When you think of Portland you might only think of hipster stereotypes and craft beer, but there’s so much more to the city than that.  For instance, did you know Portland has a really impressive arboretum?  And also, there are dildos everywhere.

Since the weekend, hundreds of dildos have been spotted hanging from power lines all over Portland, in much the same way you used to see shoes hanging from them.  Someone’s been tying them together and stringing them up along streets and at intersections because why not?  Given that it’s Portland, it’s probably safe to assume that someone is doing this under the guise of art, because there are people out there who think pooping in a taco shell and putting a photo of Buddha in it is not just art, but a political statement.  These people should generally be avoided.  But at least this particular experiment is kind of funny, who doesn’t like dildos in the sky?

The dildos seem to be all either orange or white, which makes sense since someone clearly had to buy these things in bulk and probably didn’t have a lot of color choices.  Have you ever bought bulk dildos before?  It’s not a cheap prospect at all.  Then factor in the effort to tie them together like pornographic nunchuks and spread them all over town without anyone seeming to notice and what you have is a pretty bizarre little caper.

So far there’s no known purpose for all the dildos and no one has taken responsibility, but at least the parents of kids in Portland have something to talk to their kids about over the summer, now.  Education never stops happening, even when school is out.

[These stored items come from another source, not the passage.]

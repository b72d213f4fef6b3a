//! MuseScore to LilyPond converter module
//!
//! Converts uncompressed MuseScore documents (`.mscx`) into LilyPond 2.24
//! source, split into three buffers: the music macros, one `\book` per
//! part, and the full score `\book`.
//!
//! # Overview
//!
//! The converter is a straight pipeline:
//! 1. **Parse**: read the XML into an ordered tree (roxmltree)
//! 2. **Model**: build order info, flattened staves and parts
//! 3. **Group**: wrap contiguous parts of one section
//! 4. **Render**: turn each staff into measure text
//! 5. **Assemble**: allocate identifiers and compose the documents
//!
//! # Basic Usage
//!
//! ```ignore
//! use mscx2ly_wasm::converters::mscx::{convert_mscx_to_lilypond, ConversionSettings};
//!
//! let result = convert_mscx_to_lilypond(&mscx, Some(ConversionSettings {
//!     parts_paper_size: Some("a4".to_string()),
//!     ..Default::default()
//! }))?;
//! std::fs::write("score.ly", result.combined())?;
//! ```

pub mod errors;
pub mod types;
pub mod parser;
pub mod model;
pub mod grouping;
pub mod pitch;
pub mod converter;
pub mod templates;
pub mod lilypond;

// Re-export main API
pub use errors::{ConversionError, ParseError};
pub use parser::OrderedNode;
pub use types::{ConversionResult, ConversionSettings, ScoreModel, SkippedElement};

/// Convert a MuseScore document to LilyPond source code.
///
/// # Arguments
///
/// * `mscx` - uncompressed MuseScore document as string
/// * `settings` - Optional conversion settings (uses defaults if None)
///
/// # Returns
///
/// * `Ok(ConversionResult)` - the three output buffers and a skip report
/// * `Err(ConversionError)` - fatal error; no partial output is produced
pub fn convert_mscx_to_lilypond(
    mscx: &str,
    settings: Option<ConversionSettings>,
) -> Result<ConversionResult, ConversionError> {
    let root = OrderedNode::parse(mscx)?;
    convert_document(&root, settings)
}

/// Convert an already parsed document
pub fn convert_document(
    root: &OrderedNode,
    settings: Option<ConversionSettings>,
) -> Result<ConversionResult, ConversionError> {
    let settings = settings.unwrap_or_default();
    let model = model::build_score_model(root)?;
    lilypond::generate_lilypond_documents(&model, &settings)
}

/// Parse a document into its score model without rendering
pub fn read_score_model(mscx: &str) -> Result<ScoreModel, ConversionError> {
    let root = OrderedNode::parse(mscx)?;
    model::build_score_model(&root)
}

Word is only getting out now but that video was from late June, meaning Portland’s dildo bandit is a half month into his master plan at this point.  By August it’s possible the whole city will have succumbed to rubber dong.  Portlanders, pack up your food trucks and head to whatever other town is in Oregon before it’s too late.  Come back when it’s cold and the dildos are forced to hibernate.  It may be your only salvation.